The following sections provide a quick drive through Deeville. Little illustrative programs introduce basic language concepts. At this point the emphasis is on conveying a feel for the language, rather than giving pedantic definitions. Later chapters will treat each part of the language in greater detail.

1.1 Numbers and Expressions

Are you ever curious how tall foreigners are? Let’s write a simple program that displays a range of usual heights in feet + inches and in centimeters.


Click here to view code image

/*
  Compute heights in centimeters for a range of heights
  expressed in feet and inches
*/
import std.stdio;

void main() {
   // Values unlikely to change soon
   immutable inchesPerFoot = 12;
   immutable cmPerInch = 2.54;

   // Loop'n write
   foreach (feet; 5 .. 7) {
      foreach (inches; 0 .. inchesPerFoot) {
         writeln(feet, "'", inches, "'' ",
            (feet * inchesPerFoot + inches) * cmPerInch);
      }
   }
}


When executed, this program will print a nice two-column list:


Click here to view code image

5'0''   152.4
5'1''   154.94
5'2''   157.48
...
6'10''  208.28
6'11''  210.82


The construct foreach (feet; 5 .. 7) { ... } is an iteration statement that defines an integer variable feet and binds it in turn to 5 and then 6, but not 7 (the interval is open to the right).

Just like Java, C++, and C#, D supports /*multiline comments*/ and //single-line comments (plus documentation comments, which we’ll get to later). One more interesting detail is the way our little program introduces its data. First, there are two constants:


Click here to view code image

immutable inchesPerFoot = 12;
immutable cmPerInch = 2.54;


Constants that will never, ever change are introduced with the keyword immutable. Constants, as well as variables, don’t need to have a manifest type; the actual type can be inferred from the value with which the symbol is initialized. In this case, the literal 12 tells the compiler that inchesPerFoot is an integer (denoted in D with the familiar int); similarly, the literal 2.54 causes cmPerInch to be a floating-point constant (of type double). Going forth, we notice that the definitions of feet and inches avail themselves of the same magic, because they look like variables all right, yet have no explicit type adornments. That doesn’t make the program any less safe than one that states:


Click here to view code image

immutable int inchesPerFoot = 12;
immutable double cmPerInch = 2.54;
...
foreach (int feet; 5 .. 7) {
   ...
}


and so on, only less redundant. The compiler allows omitting type declarations only when types can be unambiguously inferred from context. But now that types have come up, let’s pause for a minute and see what numeric types are available.

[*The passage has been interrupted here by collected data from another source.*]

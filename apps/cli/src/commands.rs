//! Parsing of the line commands typed on stdin.

use anyhow::{anyhow, bail, Context, Result};
use round_sync::UiCommand;
use rust_decimal::Decimal;
use std::str::FromStr;
use tea_core::{DecisionStepKey, Production};

pub const HELP: &str = "commands: ok | submit <product_id>:<productivity>:<price> ... | done | step <name> | refresh | quit";

/// `Ok(None)` for a blank line.
pub fn parse_command(line: &str) -> Result<Option<UiCommand>> {
    let mut words = line.split_whitespace();
    let Some(verb) = words.next() else {
        return Ok(None);
    };
    let command = match verb.to_ascii_lowercase().as_str() {
        "ok" | "ack" => UiCommand::Acknowledge,
        "done" => UiCommand::SubmitDecisions,
        "refresh" => UiCommand::Refresh,
        "quit" | "exit" => UiCommand::Shutdown,
        "step" => {
            let name = words.next().ok_or_else(|| anyhow!("usage: step <name>"))?;
            UiCommand::SelectStep(DecisionStepKey::from_str(name)?)
        }
        "submit" => {
            let productions = words.map(parse_production).collect::<Result<Vec<_>>>()?;
            if productions.is_empty() {
                bail!("usage: submit <product_id>:<productivity>:<price> ...");
            }
            UiCommand::SubmitProduction(productions)
        }
        other => bail!("unknown command `{other}`; {HELP}"),
    };
    Ok(Some(command))
}

fn parse_production(token: &str) -> Result<Production> {
    let parts: Vec<&str> = token.split(':').collect();
    let [id, productivity, price] = parts.as_slice() else {
        bail!("expected <product_id>:<productivity>:<price>, got `{token}`");
    };
    Ok(Production {
        product_id: id.parse().with_context(|| format!("bad product id in `{token}`"))?,
        productivity: productivity
            .parse()
            .with_context(|| format!("bad productivity in `{token}`"))?,
        price: Decimal::from_str(price).with_context(|| format!("bad price in `{token}`"))?,
    })
}

#[cfg(test)]
mod tests {
    use super::*;

    #[test]
    fn simple_verbs() {
        assert_eq!(parse_command("ok").unwrap(), Some(UiCommand::Acknowledge));
        assert_eq!(parse_command("  DONE ").unwrap(), Some(UiCommand::SubmitDecisions));
        assert_eq!(parse_command("quit").unwrap(), Some(UiCommand::Shutdown));
        assert_eq!(parse_command("").unwrap(), None);
    }

    #[test]
    fn submit_lines() {
        let cmd = parse_command("submit 3:40:18.5 7:10:22").unwrap();
        assert_eq!(
            cmd,
            Some(UiCommand::SubmitProduction(vec![
                Production {
                    product_id: 3,
                    productivity: 40,
                    price: Decimal::new(185, 1),
                },
                Production {
                    product_id: 7,
                    productivity: 10,
                    price: Decimal::new(22, 0),
                },
            ]))
        );
    }

    #[test]
    fn bad_input_is_explained() {
        assert!(parse_command("submit").is_err());
        assert!(parse_command("submit 3:40").is_err());
        assert!(parse_command("submit x:40:1").is_err());
        assert!(parse_command("step bakery").is_err());
        assert!(parse_command("dance").is_err());
    }

    #[test]
    fn step_by_name() {
        assert_eq!(
            parse_command("step market").unwrap(),
            Some(UiCommand::SelectStep(DecisionStepKey::Market))
        );
    }
}
//! The game-view event loop.
//!
//! One task owns all round state. It wakes on the poll interval, on events
//! from background submissions, and on commands from the UI. Network calls
//! that outlive a single step (submission and settling) run on spawned tasks
//! and report back over the event bus.

use crate::bus::{settlement_bus, SyncEvent};
use crate::display::{next_phase_after_ack, NoticeLevel, Presenter, SettlementView};
use crate::guard::SettlementGuard;
use crate::poller::{race_watchdog, Poller};
use crate::reconciler::Reconciler;
use crate::store::RoundStore;
use crate::submission::Submitter;
use crate::SyncError;
use persistence::SessionStore;
use std::sync::Arc;
use std::time::Duration;
use tea_client::GameApi;
use tea_core::{ClientConfig, DecisionStepKey, Production, ProductionPlan, RoundPhase, SettlementRecord};
use tea_econ::final_standings;
use tokio::sync::mpsc;
use tokio::time::{interval_at, Instant, MissedTickBehavior};
use tracing::{debug, info, warn};

/// Input from the player.
#[derive(Clone, Debug, PartialEq)]
pub enum UiCommand {
    /// Send the production plan for the current round.
    SubmitProduction(Vec<Production>),
    /// Lock the round locally without sending anything further.
    SubmitDecisions,
    /// Dismiss the settlement on screen.
    Acknowledge,
    Refresh,
    SelectStep(DecisionStepKey),
    Shutdown,
}

/// Why [`SyncEngine::run`] returned.
#[derive(Clone, Copy, Debug, PartialEq, Eq)]
pub enum ExitReason {
    Shutdown,
    /// The server refused the session token. The session was cleared.
    SessionExpired,
    /// The game or player no longer exists. The session was cleared.
    GameGone,
    CommandsClosed,
}

pub struct SyncEngine<A> {
    poller: Poller<A>,
    reconciler: Reconciler<A>,
    submitter: Arc<Submitter<A>>,
    guard: Arc<SettlementGuard>,
    events: mpsc::Receiver<SyncEvent>,
    session: SessionStore,
    store: RoundStore,
    view: SettlementView,
    poll_interval: Duration,
    loading_timeout: Duration,
    /// Server round as of the last successful poll; 0 before the first one.
    last_round_seen: u32,
    /// Round the submitter is settling right now.
    pending_settlement: Option<u32>,
}

impl<A: GameApi + 'static> SyncEngine<A> {
    /// Fails with [`SyncError::NoSession`] when the session names no game.
    pub fn new(api: A, config: &ClientConfig, mut session: SessionStore) -> Result<Self, SyncError> {
        let Some((game_id, player_id)) = session.hydrate().game_context() else {
            return Err(SyncError::NoSession);
        };
        let api = Arc::new(api);
        let guard = Arc::new(SettlementGuard::new());
        let (bus, events) = settlement_bus();
        Ok(Self {
            poller: Poller::new(api.clone(), game_id, player_id),
            reconciler: Reconciler::new(api.clone(), guard.clone(), game_id),
            submitter: Arc::new(Submitter::new(api, guard.clone(), bus, game_id, config)),
            guard,
            events,
            session,
            store: RoundStore::new(config.total_rounds),
            view: SettlementView::new(),
            poll_interval: config.poll_interval(),
            loading_timeout: config.loading_timeout(),
            last_round_seen: 0,
            pending_settlement: None,
        })
    }

    pub fn store(&self) -> &RoundStore {
        &self.store
    }

    pub fn view(&self) -> &SettlementView {
        &self.view
    }

    pub fn guard(&self) -> &SettlementGuard {
        &self.guard
    }

    pub fn session(&self) -> &SessionStore {
        &self.session
    }

    /// Run until shutdown, a dead session, or the command channel closing.
    pub async fn run<P: Presenter>(
        &mut self,
        mut commands: mpsc::Receiver<UiCommand>,
        presenter: &mut P,
    ) -> ExitReason {
        info!(
            game_id = self.poller.game_id(),
            player_id = self.poller.player_id(),
            poll_ms = self.poll_interval.as_millis() as u64,
            "entering game"
        );
        if let Some(exit) = self.refresh(presenter, true).await {
            return exit;
        }
        let mut ticker = interval_at(Instant::now() + self.poll_interval, self.poll_interval);
        ticker.set_missed_tick_behavior(MissedTickBehavior::Delay);

        loop {
            let exit = tokio::select! {
                biased;
                Some(event) = self.events.recv() => {
                    self.handle_event(event, presenter);
                    None
                }
                command = commands.recv() => match command {
                    Some(command) => self.handle_command(command, presenter).await,
                    None => Some(ExitReason::CommandsClosed),
                },
                _ = ticker.tick() => {
                    if self.store.phase().is_terminal() {
                        None
                    } else {
                        self.refresh(presenter, false).await
                    }
                }
            };
            if let Some(exit) = exit {
                info!(?exit, "leaving game");
                return exit;
            }
        }
    }

    /// Pull server state once and reconcile.
    ///
    /// A failed poll changes nothing but the loading flag. Returns an exit
    /// reason only when the session is gone for good.
    pub async fn refresh<P: Presenter>(&mut self, presenter: &mut P, show_loading: bool) -> Option<ExitReason> {
        if show_loading && self.store.set_loading(true) {
            presenter.loading_changed(true);
        }
        let store = &mut self.store;
        let result = race_watchdog(self.poller.fetch(), self.loading_timeout, || {
            if store.set_loading(false) {
                presenter.loading_changed(false);
            }
        })
        .await;
        if self.store.set_loading(false) {
            presenter.loading_changed(false);
        }

        let snapshot = match result {
            Ok(snapshot) => snapshot,
            Err(SyncError::Api(e)) if e.is_session_fatal() => return Some(self.end_session(e)),
            Err(e) => {
                warn!(error = %e, "poll failed");
                presenter.notice(NoticeLevel::Warning, &format!("could not refresh game state: {e}"));
                return None;
            }
        };

        let server_round = snapshot.game.current_round;
        if let Some(record) = self.reconciler.reconcile(self.last_round_seen, server_round).await {
            self.present_settlement(&record, presenter);
        }
        self.last_round_seen = server_round;

        let before = (self.store.phase(), self.store.current_round());
        self.store.apply_snapshot(&snapshot, self.settlement_in_flight());
        self.announce(before, presenter);
        None
    }

    pub fn handle_event<P: Presenter>(&mut self, event: SyncEvent, presenter: &mut P) {
        match event {
            SyncEvent::ProductionAccepted {
                round,
                all_players_submitted,
            } => {
                self.store.end_submission();
                if round != self.store.current_round() {
                    debug!(round, current = self.store.current_round(), "acceptance for a past round");
                    return;
                }
                if all_players_submitted {
                    self.pending_settlement = Some(round);
                }
                let before = (self.store.phase(), self.store.current_round());
                match self.store.submit_decisions() {
                    Ok(()) if all_players_submitted => {
                        presenter.notice(NoticeLevel::Info, "all players submitted, settling the round")
                    }
                    Ok(()) => presenter.notice(NoticeLevel::Info, "submitted, waiting for other players"),
                    Err(e) => debug!(round, error = %e, "round already locked"),
                }
                self.announce(before, presenter);
            }
            SyncEvent::SubmissionFailed { round, message } => {
                self.store.end_submission();
                presenter.notice(
                    NoticeLevel::Error,
                    &format!("round {round} submission failed: {message}"),
                );
            }
            SyncEvent::Settlement(event) => {
                self.present_settlement(&event.record, presenter);
            }
            SyncEvent::SettlementClaimedElsewhere { round } => {
                debug!(round, "settlement shown by the poll loop");
                self.settle_pending(round);
            }
            SyncEvent::SettlementUnavailable { round } => {
                self.settle_pending(round);
                presenter.notice(
                    NoticeLevel::Warning,
                    &format!("settlement for round {round} is unavailable"),
                );
            }
        }
    }

    pub async fn handle_command<P: Presenter>(&mut self, command: UiCommand, presenter: &mut P) -> Option<ExitReason> {
        match command {
            UiCommand::SubmitProduction(productions) => {
                if let Err(e) = self.store.begin_submission(DecisionStepKey::Production) {
                    presenter.notice(NoticeLevel::Warning, &e.to_string());
                    return None;
                }
                let plan = ProductionPlan {
                    player_id: self.poller.player_id(),
                    round_number: self.store.current_round(),
                    productions,
                };
                debug!(round = plan.round_number, lines = plan.productions.len(), "submitting production");
                self.submitter.spawn(plan);
            }
            UiCommand::SubmitDecisions => {
                let before = (self.store.phase(), self.store.current_round());
                match self.store.submit_decisions() {
                    Ok(()) => presenter.notice(NoticeLevel::Info, "submitted, waiting for other players"),
                    Err(e) => presenter.notice(NoticeLevel::Warning, &e.to_string()),
                }
                self.announce(before, presenter);
            }
            UiCommand::Acknowledge => return self.acknowledge(presenter).await,
            UiCommand::Refresh => return self.refresh(presenter, true).await,
            UiCommand::SelectStep(step) => self.store.steps_mut().set_active(step),
            UiCommand::Shutdown => return Some(ExitReason::Shutdown),
        }
        None
    }

    /// Wait for the next background event and apply it.
    pub async fn pump_event<P: Presenter>(&mut self, presenter: &mut P) -> Option<SyncEvent> {
        let event = self.events.recv().await?;
        self.handle_event(event.clone(), presenter);
        Some(event)
    }

    async fn acknowledge<P: Presenter>(&mut self, presenter: &mut P) -> Option<ExitReason> {
        let Some(round) = self.view.acknowledge() else {
            presenter.notice(NoticeLevel::Info, "no settlement on screen");
            return None;
        };
        debug!(round, "settlement acknowledged");
        self.settle_pending(round);
        if let Some(next) = self.view.promote_next() {
            presenter.settlement_shown(next);
            return None;
        }

        let finish = next_phase_after_ack(
            round,
            self.store.current_round(),
            self.store.total_rounds(),
            self.store.game_finished(),
        ) == RoundPhase::Finished;
        let before = (self.store.phase(), self.store.current_round());
        self.store.acknowledge(finish);
        self.announce(before, presenter);

        if finish {
            return None;
        }
        self.refresh(presenter, false).await
    }

    fn present_settlement<P: Presenter>(&mut self, record: &SettlementRecord, presenter: &mut P) {
        self.settle_pending(record.round_number);
        let Some(report) = self.view.show(record) else {
            return;
        };
        presenter.settlement_shown(report);
        let before = (self.store.phase(), self.store.current_round());
        self.store.enter_summary();
        self.announce(before, presenter);
    }

    /// Forget the in-flight settlement once `round` or a later one is dealt with.
    fn settle_pending(&mut self, round: u32) {
        if self.pending_settlement.is_some_and(|pending| pending <= round) {
            self.pending_settlement = None;
        }
    }

    /// Only the round this client is waiting on can hold the lock.
    fn settlement_in_flight(&self) -> bool {
        self.pending_settlement.is_some() && self.pending_settlement == self.store.submitted_round()
    }

    fn announce<P: Presenter>(&self, before: (RoundPhase, u32), presenter: &mut P) {
        let now = (self.store.phase(), self.store.current_round());
        if now == before {
            return;
        }
        presenter.phase_changed(now.1, now.0);
        if now.0.is_terminal() && !before.0.is_terminal() {
            presenter.game_over(&final_standings(self.store.players()));
        }
    }

    fn end_session(&mut self, error: tea_client::Error) -> ExitReason {
        warn!(error = %error, "session is no longer valid, clearing it");
        if let Err(e) = self.session.clear() {
            warn!(error = %e, "could not clear session file");
        }
        match error {
            tea_client::Error::Unauthorized => ExitReason::SessionExpired,
            _ => ExitReason::GameGone,
        }
    }
}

In order of increasing size, the signed integral types include byte, short, int, and long, having sizes of exactly 8, 16, 32, and 64 bits, respectively. Each of these types has an unsigned counterpart of the same size, named following a simple rule: ubyte, ushort, uint, and ulong. (There is no “unsigned” modifier as in C.) Floating-point types consist of float (32-bit IEEE 754 single-precision number), double (64-bit IEEE 754), and real (which is as large as the machine’s floating-point registers can go, but no less than 64 bits; for example, on Intel machines real is a so-called IEEE 754 double-extended 79-bit format).

Getting back to the sane realm of integral numbers, literals such as 42 can be assigned to any numeric type, but note that the compiler checks whether the target type is actually large enough to accommodate that value. So the declaration


Click here to view code image

immutable byte inchesPerFoot = 12;


is as good as the one omitting byte because 12 fits as comfortably in 8 bits as in 32. By default, if the target type is to be deduced from the number (as in the sample program), integral constants have type int and floating-point constants have type double.

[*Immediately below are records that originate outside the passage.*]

#![deny(warnings)]

//! Headless terminal client for a milk tea shop battle game.
//!
//! Resumes the game named in the saved session, keeps it in sync with the
//! server and prints settlements as rounds close. Commands are read from stdin.

mod commands;
mod presenter;

use anyhow::{Context, Result};
use clap::Parser;
use persistence::SessionStore;
use presenter::TerminalPresenter;
use round_sync::{ExitReason, SyncEngine, SyncError, UiCommand};
use std::path::PathBuf;
use tea_client::ApiClient;
use tea_core::{ClientConfig, GameId, PlayerId};
use tokio::io::{AsyncBufReadExt, BufReader};
use tokio::sync::mpsc;
use tracing::{info, warn, Level};
use tracing_subscriber::EnvFilter;

#[derive(Parser, Debug)]
#[command(name = "milktea", version, about = "Milk tea shop battle terminal client")]
struct Args {
    /// YAML config file
    #[arg(long)]
    config: Option<PathBuf>,

    /// Server API base URL, e.g. http://127.0.0.1:8000/api/v1
    #[arg(long)]
    api_base_url: Option<String>,

    /// Session token to store before starting
    #[arg(long)]
    token: Option<String>,

    #[arg(long)]
    nickname: Option<String>,

    /// Game to resume
    #[arg(long)]
    game: Option<GameId>,

    /// This client's player id in that game
    #[arg(long)]
    player: Option<PlayerId>,

    /// Poll once, print the state and exit
    #[arg(long)]
    once: bool,
}

fn load_config(args: &Args) -> Result<ClientConfig> {
    let mut config = match &args.config {
        Some(path) => ClientConfig::load(path)?,
        None => {
            let mut cfg = ClientConfig::default();
            cfg.apply_env();
            cfg
        }
    };
    if let Some(url) = &args.api_base_url {
        config.api_base_url = url.clone();
    }
    config.validate()?;
    Ok(config)
}

/// Write any session details given on the command line.
fn seed_session(session: &mut SessionStore, args: &Args) -> Result<()> {
    let saved = session.hydrate().clone();
    if args.token.is_some() || args.nickname.is_some() {
        let token = args.token.clone().or(saved.session_token).unwrap_or_default();
        let nickname = args.nickname.clone().unwrap_or(saved.nickname);
        session.set_session(&token, &nickname)?;
        if let Some((game_id, player_id)) = saved.game_id.zip(saved.player_id) {
            session.set_player_context(player_id, game_id)?;
        }
    }
    let state = session.state().clone();
    match (args.game.or(state.game_id), args.player.or(state.player_id)) {
        (Some(game_id), Some(player_id)) if args.game.is_some() || args.player.is_some() => {
            session.set_player_context(player_id, game_id)?;
        }
        _ => {}
    }
    Ok(())
}

async fn read_commands(tx: mpsc::Sender<UiCommand>) {
    let mut lines = BufReader::new(tokio::io::stdin()).lines();
    loop {
        let line = match lines.next_line().await {
            Ok(Some(line)) => line,
            Ok(None) => break,
            Err(e) => {
                warn!(error = %e, "stdin read failed");
                break;
            }
        };
        match commands::parse_command(&line) {
            Ok(Some(command)) => {
                let quit = command == UiCommand::Shutdown;
                if tx.send(command).await.is_err() || quit {
                    break;
                }
            }
            Ok(None) => {}
            Err(e) => eprintln!("{e:#}"),
        }
    }
}

#[tokio::main]
async fn main() -> Result<()> {
    // Logging setup
    let filter = EnvFilter::try_from_default_env().unwrap_or_else(|_| EnvFilter::new("info"));
    tracing_subscriber::fmt()
        .with_env_filter(filter)
        .with_max_level(Level::INFO)
        .init();

    let args = Args::parse();
    info!(git_sha = env!("GIT_SHA"), build_date = env!("BUILD_DATE"), "starting milktea client");

    let config = load_config(&args)?;
    let mut session = SessionStore::open(&config.session_file);
    seed_session(&mut session, &args).context("writing session file")?;

    let mut api = ApiClient::new(&config.api_base_url, config.request_timeout())?;
    if let Some(token) = session.state().session_token.clone() {
        api = api.with_session_token(token);
    }
    info!(api = %api.base_url(), session = %session.path().display(), "client ready");

    let mut engine = match SyncEngine::new(api, &config, session) {
        Ok(engine) => engine,
        Err(SyncError::NoSession) => {
            println!("No game in the session. Join one in the lobby, or pass --game and --player.");
            return Ok(());
        }
        Err(e) => return Err(e.into()),
    };
    let mut presenter = TerminalPresenter;

    if args.once {
        if let Some(exit) = engine.refresh(&mut presenter, true).await {
            report_exit(exit);
            return Ok(());
        }
        let store = engine.store();
        println!(
            "round {}/{} | phase {} | players {}",
            store.current_round(),
            store.total_rounds(),
            store.phase(),
            store.players().len()
        );
        return Ok(());
    }

    println!("{}", commands::HELP);
    let (tx, rx) = mpsc::channel(16);
    let input = tokio::spawn(read_commands(tx));
    let exit = engine.run(rx, &mut presenter).await;
    input.abort();
    report_exit(exit);
    Ok(())
}

fn report_exit(exit: ExitReason) {
    match exit {
        ExitReason::Shutdown | ExitReason::CommandsClosed => println!("bye"),
        ExitReason::SessionExpired => println!("Session expired. Log in again from the lobby."),
        ExitReason::GameGone => println!("The game no longer exists. Back to the lobby."),
    }
}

Using these types, you can build a lot of expressions in D using arithmetic operators and functions. The operators and their precedence are much like the ones you’d find in D’s sibling languages: +, -, *, /, and % for basic arithmetic, ==, !=, <, >, <=, >= for comparisons, fun(argument1, argument2) for function calls, and so on.

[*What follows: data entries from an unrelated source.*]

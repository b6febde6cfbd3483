//! Exactly-once marker for settlement display.

use std::sync::atomic::{AtomicU32, Ordering};

/// Remembers the highest round whose settlement has been claimed for display.
///
/// The polling path and the submission path both try to show a settlement
/// when a round closes. Whoever claims the round first shows it; the other
/// backs off. Claims are made before any network call, so a path that is still
/// fetching already blocks the other one.
///
/// The mark only moves forward. Shared as an `Arc` between the engine and the
/// tasks it spawns.
#[derive(Debug, Default)]
pub struct SettlementGuard {
    shown_for_round: AtomicU32,
}

impl SettlementGuard {
    pub fn new() -> Self {
        Self::default()
    }

    /// Highest round claimed so far, 0 if none.
    pub fn shown_for_round(&self) -> u32 {
        self.shown_for_round.load(Ordering::Acquire)
    }

    /// Claim `round`. Returns `true` iff no round `>= round` was claimed before.
    pub fn try_claim(&self, round: u32) -> bool {
        round > 0 && self.shown_for_round.fetch_max(round, Ordering::AcqRel) < round
    }
}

Getting back to our centimeters-to-inches program, there are two noteworthy details about the call to writeln. One is that writeln takes five arguments (as opposed to one in the program that opened the hailing frequencies). Much like the I/O facilities found in Pascal (writeln), C (printf), or C++ (cout), D’s writeln function accepts a variable number of arguments (it is a “variadic function”). In D, however, users can define their own variadic functions (unlike in Pascal) that are always typesafe (unlike in C) without needing to gratuitously hijack operators (unlike in C++). The other detail is that our call to writeln awkwardly mixes formatting information with the data being formatted. Separating data from presentation is often desirable, so let’s use the formatted write function writefln instead:


Click here to view code image

writefln("%s'%s'' %s", feet, inches,
   (feet * inchesPerFoot + inches) * cmPerInch);


The newly arranged call produces exactly the same output, with the difference that writefln’s first argument describes the format entirely. % introduces a format specifier similar to C’s printf, for example, %i for integers, %f for floating-point numbers, and %s for strings.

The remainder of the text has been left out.